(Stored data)
= = = = =

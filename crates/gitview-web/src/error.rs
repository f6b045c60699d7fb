//! Error types for the web front-end.

use axum::{
    http::{header, StatusCode},
    response::{Html, IntoResponse, Response},
};
use gitview_storage::StorageError;
use gitview_utils::escape_for_html;
use thiserror::Error;

/// Realm announced in Basic authentication challenges.
pub const AUTH_REALM: &str = "gitview";

/// Web front-end errors. Messages are shown to the user.
#[derive(Debug, Error)]
pub enum WebError {
    /// The request is missing a parameter or is malformed.
    #[error("{0}")]
    BadRequest(String),

    /// Resource not found.
    #[error("{0}")]
    NotFound(String),

    /// The current user may not see the resource; logging in may help.
    #[error("{0}")]
    Unauthorized(String),

    /// The current user may not perform the action.
    #[error("{0}")]
    Forbidden(String),

    /// Template rendering error.
    #[error("template error: {0}")]
    Template(String),

    /// Internal error.
    #[error("internal error: {0}")]
    Internal(String),
}

impl WebError {
    /// HTTP status for this error.
    pub fn status(&self) -> StatusCode {
        match self {
            WebError::BadRequest(_) => StatusCode::BAD_REQUEST,
            WebError::NotFound(_) => StatusCode::NOT_FOUND,
            WebError::Unauthorized(_) => StatusCode::UNAUTHORIZED,
            WebError::Forbidden(_) => StatusCode::FORBIDDEN,
            WebError::Template(_) | WebError::Internal(_) => StatusCode::INTERNAL_SERVER_ERROR,
        }
    }
}

impl IntoResponse for WebError {
    fn into_response(self) -> Response {
        let status = self.status();
        if status.is_server_error() {
            tracing::error!(error = %self, "Request failed");
        } else {
            tracing::debug!(status = status.as_u16(), error = %self, "Request rejected");
        }

        let html = format!(
            r#"<!DOCTYPE html>
<html lang="en">
<head>
    <meta charset="UTF-8">
    <title>Error - gitview</title>
    <link rel="stylesheet" href="/static/gitview.css">
</head>
<body>
    <div class="error-page">
        <h1>{}</h1>
        <p class="error-message">{}</p>
        <a href="/">Back to repositories</a>
    </div>
</body>
</html>"#,
            status.as_u16(),
            escape_for_html(&self.to_string(), false)
        );

        if status == StatusCode::UNAUTHORIZED {
            let challenge = format!("Basic realm=\"{}\"", AUTH_REALM);
            return (status, [(header::WWW_AUTHENTICATE, challenge)], Html(html)).into_response();
        }
        (status, Html(html)).into_response()
    }
}

impl From<askama::Error> for WebError {
    fn from(err: askama::Error) -> Self {
        WebError::Template(err.to_string())
    }
}

impl From<StorageError> for WebError {
    fn from(err: StorageError) -> Self {
        match err {
            StorageError::ObjectNotFound(id) => WebError::NotFound(format!("Object {} not found", id)),
            StorageError::RepoNotFound(name) => {
                WebError::NotFound(format!("Can not load repository {}", name))
            }
            StorageError::NotFound(what) => WebError::NotFound(format!("{} not found", what)),
            other => WebError::Internal(other.to_string()),
        }
    }
}

#[cfg(test)]
mod tests {
    use super::*;

    #[test]
    fn test_status_codes() {
        assert_eq!(WebError::BadRequest("x".into()).status(), StatusCode::BAD_REQUEST);
        assert_eq!(WebError::Unauthorized("x".into()).status(), StatusCode::UNAUTHORIZED);
        assert_eq!(WebError::Forbidden("x".into()).status(), StatusCode::FORBIDDEN);
        assert_eq!(
            WebError::Template("x".into()).status(),
            StatusCode::INTERNAL_SERVER_ERROR
        );
    }

    #[test]
    fn test_message_is_user_text() {
        let err = WebError::BadRequest("Repository not specified for log!".into());
        assert_eq!(err.to_string(), "Repository not specified for log!");
    }

    #[test]
    fn test_storage_error_mapping() {
        let err: WebError = StorageError::RepoNotFound("a.git".into()).into();
        assert!(matches!(err, WebError::NotFound(ref m) if m == "Can not load repository a.git"));

        let err: WebError = StorageError::InvalidObject("bad".into()).into();
        assert!(matches!(err, WebError::Internal(_)));
    }

    #[test]
    fn test_unauthorized_challenges() {
        let response = WebError::Unauthorized("no".into()).into_response();
        assert_eq!(response.status(), StatusCode::UNAUTHORIZED);
        assert!(response.headers().contains_key(header::WWW_AUTHENTICATE));
    }
}
//! Date formatting for commit and ref times.

use chrono::{DateTime, Utc};

const MINUTE: i64 = 60;
const HOUR: i64 = 60 * MINUTE;
const DAY: i64 = 24 * HOUR;

/// Formats unix seconds as `YYYY-MM-DD HH:MM` (UTC).
pub fn format_date(when: i64) -> String {
    DateTime::<Utc>::from_timestamp(when, 0)
        .map(|date| date.format("%Y-%m-%d %H:%M").to_string())
        .unwrap_or_default()
}

/// Formats unix seconds as RFC 2822, for feeds.
pub fn format_rfc2822(when: i64) -> String {
    DateTime::<Utc>::from_timestamp(when, 0)
        .map(|date| date.to_rfc2822())
        .unwrap_or_default()
}

/// Describes how long ago `when` was, relative to `now`.
pub fn time_ago(when: i64, now: i64) -> String {
    let delta = now.saturating_sub(when).max(0);
    let plural = |n: i64, unit: &str| {
        if n == 1 {
            format!("1 {} ago", unit)
        } else {
            format!("{} {}s ago", n, unit)
        }
    };
    match delta {
        d if d < MINUTE => "just now".to_string(),
        d if d < HOUR => plural(d / MINUTE, "min"),
        d if d < DAY => plural(d / HOUR, "hour"),
        d if d < 2 * DAY => "yesterday".to_string(),
        d if d < 30 * DAY => plural(d / DAY, "day"),
        d if d < 365 * DAY => plural(d / (30 * DAY), "month"),
        d => plural(d / (365 * DAY), "year"),
    }
}

/// Current time in unix seconds.
pub fn now() -> i64 {
    Utc::now().timestamp()
}

#[cfg(test)]
mod tests {
    use super::*;

    #[test]
    fn test_format_date() {
        assert_eq!(format_date(0), "1970-01-01 00:00");
        assert_eq!(format_date(1_700_000_000), "2023-11-14 22:13");
    }

    #[test]
    fn test_format_rfc2822() {
        let formatted = format_rfc2822(0);
        assert!(formatted.starts_with("Thu, "));
        assert!(formatted.ends_with("Jan 1970 00:00:00 +0000"));
    }

    #[test]
    fn test_time_ago() {
        let now = 1_000_000_000;
        assert_eq!(time_ago(now - 5, now), "just now");
        assert_eq!(time_ago(now - 60, now), "1 min ago");
        assert_eq!(time_ago(now - 3 * HOUR, now), "3 hours ago");
        assert_eq!(time_ago(now - DAY - HOUR, now), "yesterday");
        assert_eq!(time_ago(now - 10 * DAY, now), "10 days ago");
        assert_eq!(time_ago(now - 90 * DAY, now), "3 months ago");
        assert_eq!(time_ago(now - 800 * DAY, now), "2 years ago");
        assert_eq!(time_ago(now + 100, now), "just now");
    }
}
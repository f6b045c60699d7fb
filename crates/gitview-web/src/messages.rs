//! User-visible strings, keyed by translation key.

use once_cell::sync::Lazy;
use std::collections::HashMap;

static MESSAGES: Lazy<HashMap<&'static str, &'static str>> = Lazy::new(|| {
    HashMap::from([
        ("gb.summary", "summary"),
        ("gb.log", "log"),
        ("gb.branches", "branches"),
        ("gb.tags", "tags"),
        ("gb.tree", "tree"),
        ("gb.tickets", "tickets"),
        ("gb.edit", "edit"),
        ("gb.docs", "docs"),
        ("gb.blob", "blob"),
        ("gb.raw", "raw"),
        ("gb.commit", "commit"),
        ("gb.search", "search"),
        ("gb.markdown", "markdown"),
        ("gb.feed", "feed"),
        ("gb.repositories", "repositories"),
        ("gb.missingUsername", "Missing Username"),
        ("gb.searchForAuthor", "Search for author"),
        ("gb.searchForCommitter", "Search for committer"),
        ("gb.searchTypeTooltip", "Select Search Type"),
        ("gb.searchTooltip", "Search this repository"),
        ("gb.addition", "addition"),
        ("gb.modification", "modification"),
        ("gb.deletion", "deletion"),
        ("gb.rename", "rename"),
        ("gb.author", "author"),
        ("gb.committer", "committer"),
        ("gb.parent", "parent"),
        ("gb.age", "age"),
        ("gb.owner", "owner"),
        ("gb.description", "description"),
        ("gb.lastChange", "last change"),
        ("gb.accessRestriction", "access restriction"),
        ("gb.useTickets", "use tickets"),
        ("gb.useDocs", "use docs"),
        ("gb.save", "save"),
        ("gb.newer", "newer"),
        ("gb.older", "older"),
        ("gb.login", "login"),
        ("gb.emptyRepository", "empty repository"),
    ])
});

/// Returns the text for `key`, or the key itself when it is unknown.
pub fn get_string(key: &str) -> &str {
    MESSAGES.get(key).copied().unwrap_or(key)
}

= = = = =

### PROBLEM REQUIREMENTS
Quote exactly the first line of the data and every line after it through the one holding "Resource not found.".

### SOLUTION
filename crates/gitview-web/src/error.rs
repository f6b045c60699d7fb
//! Error types for the web front-end.

use axum::{
    http::{header, StatusCode},
    response::{Html, IntoResponse, Response},
};
use gitview_storage::StorageError;
use gitview_utils::escape_for_html;
use thiserror::Error;

/// Realm announced in Basic authentication challenges.
pub const AUTH_REALM: &str = "gitview";

/// Web front-end errors. Messages are shown to the user.
#[derive(Debug, Error)]
pub enum WebError {
    /// The request is missing a parameter or is malformed.
    #[error("{0}")]
    BadRequest(String),

    /// Resource not found.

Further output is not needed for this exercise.